WHAT IS EXPECTED -> From the line with "use std::sync::OnceLock;" through the line with "nodes have one.", inclusive, return each line of the data below exactly and leave the rest out.

··· ENTRIES SUPPLIED

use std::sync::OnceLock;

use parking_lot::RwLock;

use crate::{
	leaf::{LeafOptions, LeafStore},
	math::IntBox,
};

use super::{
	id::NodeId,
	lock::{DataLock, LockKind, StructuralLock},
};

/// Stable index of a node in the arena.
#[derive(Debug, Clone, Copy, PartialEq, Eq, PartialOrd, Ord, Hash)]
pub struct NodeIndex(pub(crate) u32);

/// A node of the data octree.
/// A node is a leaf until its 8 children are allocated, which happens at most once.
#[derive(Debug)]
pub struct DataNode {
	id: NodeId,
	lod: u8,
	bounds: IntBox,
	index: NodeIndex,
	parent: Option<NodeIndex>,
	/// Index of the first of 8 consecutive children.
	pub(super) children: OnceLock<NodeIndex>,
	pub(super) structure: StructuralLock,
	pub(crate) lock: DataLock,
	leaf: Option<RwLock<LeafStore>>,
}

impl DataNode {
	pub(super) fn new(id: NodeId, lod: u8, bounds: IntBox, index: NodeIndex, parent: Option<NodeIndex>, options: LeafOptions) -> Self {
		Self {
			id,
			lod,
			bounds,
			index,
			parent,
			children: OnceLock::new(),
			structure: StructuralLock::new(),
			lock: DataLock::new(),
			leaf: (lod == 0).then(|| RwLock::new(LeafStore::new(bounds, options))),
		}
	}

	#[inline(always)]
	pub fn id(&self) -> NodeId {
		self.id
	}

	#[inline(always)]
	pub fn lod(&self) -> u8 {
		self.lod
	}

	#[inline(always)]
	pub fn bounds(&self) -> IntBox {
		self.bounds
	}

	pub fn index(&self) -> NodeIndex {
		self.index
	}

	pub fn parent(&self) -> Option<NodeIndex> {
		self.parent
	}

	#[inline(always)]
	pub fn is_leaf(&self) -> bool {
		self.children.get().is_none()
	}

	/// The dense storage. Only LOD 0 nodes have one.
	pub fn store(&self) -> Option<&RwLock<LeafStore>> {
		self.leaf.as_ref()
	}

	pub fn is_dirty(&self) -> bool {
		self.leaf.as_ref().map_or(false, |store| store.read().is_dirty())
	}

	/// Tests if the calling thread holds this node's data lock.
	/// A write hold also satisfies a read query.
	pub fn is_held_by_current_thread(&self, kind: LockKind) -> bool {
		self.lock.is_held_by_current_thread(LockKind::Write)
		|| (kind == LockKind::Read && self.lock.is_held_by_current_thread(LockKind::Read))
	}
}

······
··· ENTRIES SUPPLIED

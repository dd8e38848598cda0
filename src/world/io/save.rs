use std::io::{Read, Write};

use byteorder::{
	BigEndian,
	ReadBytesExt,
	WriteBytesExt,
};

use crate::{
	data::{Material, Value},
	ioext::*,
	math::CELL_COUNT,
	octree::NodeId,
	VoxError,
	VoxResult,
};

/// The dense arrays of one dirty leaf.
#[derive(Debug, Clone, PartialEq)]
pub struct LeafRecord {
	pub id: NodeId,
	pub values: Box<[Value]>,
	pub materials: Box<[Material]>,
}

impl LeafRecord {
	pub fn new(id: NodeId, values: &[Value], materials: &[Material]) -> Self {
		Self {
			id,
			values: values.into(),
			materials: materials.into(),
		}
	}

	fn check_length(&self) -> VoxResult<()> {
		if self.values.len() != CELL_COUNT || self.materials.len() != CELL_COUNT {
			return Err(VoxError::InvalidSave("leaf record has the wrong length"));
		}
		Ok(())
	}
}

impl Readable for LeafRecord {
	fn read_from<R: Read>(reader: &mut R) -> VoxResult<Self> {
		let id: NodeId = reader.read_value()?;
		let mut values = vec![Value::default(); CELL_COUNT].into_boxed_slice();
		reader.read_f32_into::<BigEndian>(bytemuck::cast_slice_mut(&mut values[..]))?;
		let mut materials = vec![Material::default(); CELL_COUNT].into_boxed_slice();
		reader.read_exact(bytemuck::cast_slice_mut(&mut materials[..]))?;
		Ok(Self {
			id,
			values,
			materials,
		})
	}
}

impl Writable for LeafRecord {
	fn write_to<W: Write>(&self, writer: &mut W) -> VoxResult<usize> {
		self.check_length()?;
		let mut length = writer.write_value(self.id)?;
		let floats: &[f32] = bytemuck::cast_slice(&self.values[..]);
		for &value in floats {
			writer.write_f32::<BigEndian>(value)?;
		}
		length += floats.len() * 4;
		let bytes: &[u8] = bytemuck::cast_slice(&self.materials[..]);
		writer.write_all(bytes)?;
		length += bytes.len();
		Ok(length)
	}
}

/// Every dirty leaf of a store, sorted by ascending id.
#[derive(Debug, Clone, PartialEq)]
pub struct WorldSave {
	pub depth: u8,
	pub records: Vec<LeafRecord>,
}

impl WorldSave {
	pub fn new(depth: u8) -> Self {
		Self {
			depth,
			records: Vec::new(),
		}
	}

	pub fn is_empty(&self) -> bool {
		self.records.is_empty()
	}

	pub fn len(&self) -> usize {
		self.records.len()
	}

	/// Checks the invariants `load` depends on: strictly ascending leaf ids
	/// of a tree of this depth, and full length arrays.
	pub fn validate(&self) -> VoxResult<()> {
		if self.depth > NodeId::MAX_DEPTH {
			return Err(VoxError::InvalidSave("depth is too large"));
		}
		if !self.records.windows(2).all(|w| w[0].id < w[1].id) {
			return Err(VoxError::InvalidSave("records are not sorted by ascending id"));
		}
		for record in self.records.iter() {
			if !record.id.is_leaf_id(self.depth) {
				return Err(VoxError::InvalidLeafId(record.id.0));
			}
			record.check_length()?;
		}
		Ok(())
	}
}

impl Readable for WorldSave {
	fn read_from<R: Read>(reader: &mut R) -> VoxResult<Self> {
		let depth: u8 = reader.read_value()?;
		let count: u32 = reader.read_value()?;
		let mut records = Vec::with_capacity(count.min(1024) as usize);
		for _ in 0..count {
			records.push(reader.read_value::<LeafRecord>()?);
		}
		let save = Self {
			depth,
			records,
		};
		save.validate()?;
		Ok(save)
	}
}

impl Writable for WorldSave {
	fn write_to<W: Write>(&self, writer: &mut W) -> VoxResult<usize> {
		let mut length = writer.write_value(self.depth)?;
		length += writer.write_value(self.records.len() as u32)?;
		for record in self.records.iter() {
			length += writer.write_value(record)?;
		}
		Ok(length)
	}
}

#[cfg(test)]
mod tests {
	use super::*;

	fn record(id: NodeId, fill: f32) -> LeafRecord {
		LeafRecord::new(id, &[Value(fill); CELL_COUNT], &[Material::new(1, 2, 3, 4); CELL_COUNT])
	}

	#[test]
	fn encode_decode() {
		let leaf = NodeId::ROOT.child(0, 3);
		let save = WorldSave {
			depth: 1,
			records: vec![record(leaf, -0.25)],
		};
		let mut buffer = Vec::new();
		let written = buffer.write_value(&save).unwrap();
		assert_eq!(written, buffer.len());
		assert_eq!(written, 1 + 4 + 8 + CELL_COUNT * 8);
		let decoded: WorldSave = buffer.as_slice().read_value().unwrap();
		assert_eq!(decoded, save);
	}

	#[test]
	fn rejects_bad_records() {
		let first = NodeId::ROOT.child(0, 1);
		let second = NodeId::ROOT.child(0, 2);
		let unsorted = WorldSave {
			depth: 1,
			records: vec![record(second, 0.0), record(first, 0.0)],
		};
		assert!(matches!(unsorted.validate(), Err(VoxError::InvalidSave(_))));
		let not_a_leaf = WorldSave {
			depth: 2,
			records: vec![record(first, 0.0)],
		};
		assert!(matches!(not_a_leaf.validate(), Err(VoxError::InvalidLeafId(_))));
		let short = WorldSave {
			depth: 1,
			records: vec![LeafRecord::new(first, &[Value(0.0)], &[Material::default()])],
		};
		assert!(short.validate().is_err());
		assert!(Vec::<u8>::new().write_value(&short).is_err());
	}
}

······

WRITTEN ANSWER ->
use std::sync::OnceLock;

use parking_lot::RwLock;

use crate::{
	leaf::{LeafOptions, LeafStore},
	math::IntBox,
};

use super::{
	id::NodeId,
	lock::{DataLock, LockKind, StructuralLock},
};

/// Stable index of a node in the arena.
#[derive(Debug, Clone, Copy, PartialEq, Eq, PartialOrd, Ord, Hash)]
pub struct NodeIndex(pub(crate) u32);

/// A node of the data octree.
/// A node is a leaf until its 8 children are allocated, which happens at most once.
#[derive(Debug)]
pub struct DataNode {
	id: NodeId,
	lod: u8,
	bounds: IntBox,
	index: NodeIndex,
	parent: Option<NodeIndex>,
	/// Index of the first of 8 consecutive children.
	pub(super) children: OnceLock<NodeIndex>,
	pub(super) structure: StructuralLock,
	pub(crate) lock: DataLock,
	leaf: Option<RwLock<LeafStore>>,
}

impl DataNode {
	pub(super) fn new(id: NodeId, lod: u8, bounds: IntBox, index: NodeIndex, parent: Option<NodeIndex>, options: LeafOptions) -> Self {
		Self {
			id,
			lod,
			bounds,
			index,
			parent,
			children: OnceLock::new(),
			structure: StructuralLock::new(),
			lock: DataLock::new(),
			leaf: (lod == 0).then(|| RwLock::new(LeafStore::new(bounds, options))),
		}
	}

	#[inline(always)]
	pub fn id(&self) -> NodeId {
		self.id
	}

	#[inline(always)]
	pub fn lod(&self) -> u8 {
		self.lod
	}

	#[inline(always)]
	pub fn bounds(&self) -> IntBox {
		self.bounds
	}

	pub fn index(&self) -> NodeIndex {
		self.index
	}

	pub fn parent(&self) -> Option<NodeIndex> {
		self.parent
	}

	#[inline(always)]
	pub fn is_leaf(&self) -> bool {
		self.children.get().is_none()
	}

	/// The dense storage. Only LOD 0 nodes have one.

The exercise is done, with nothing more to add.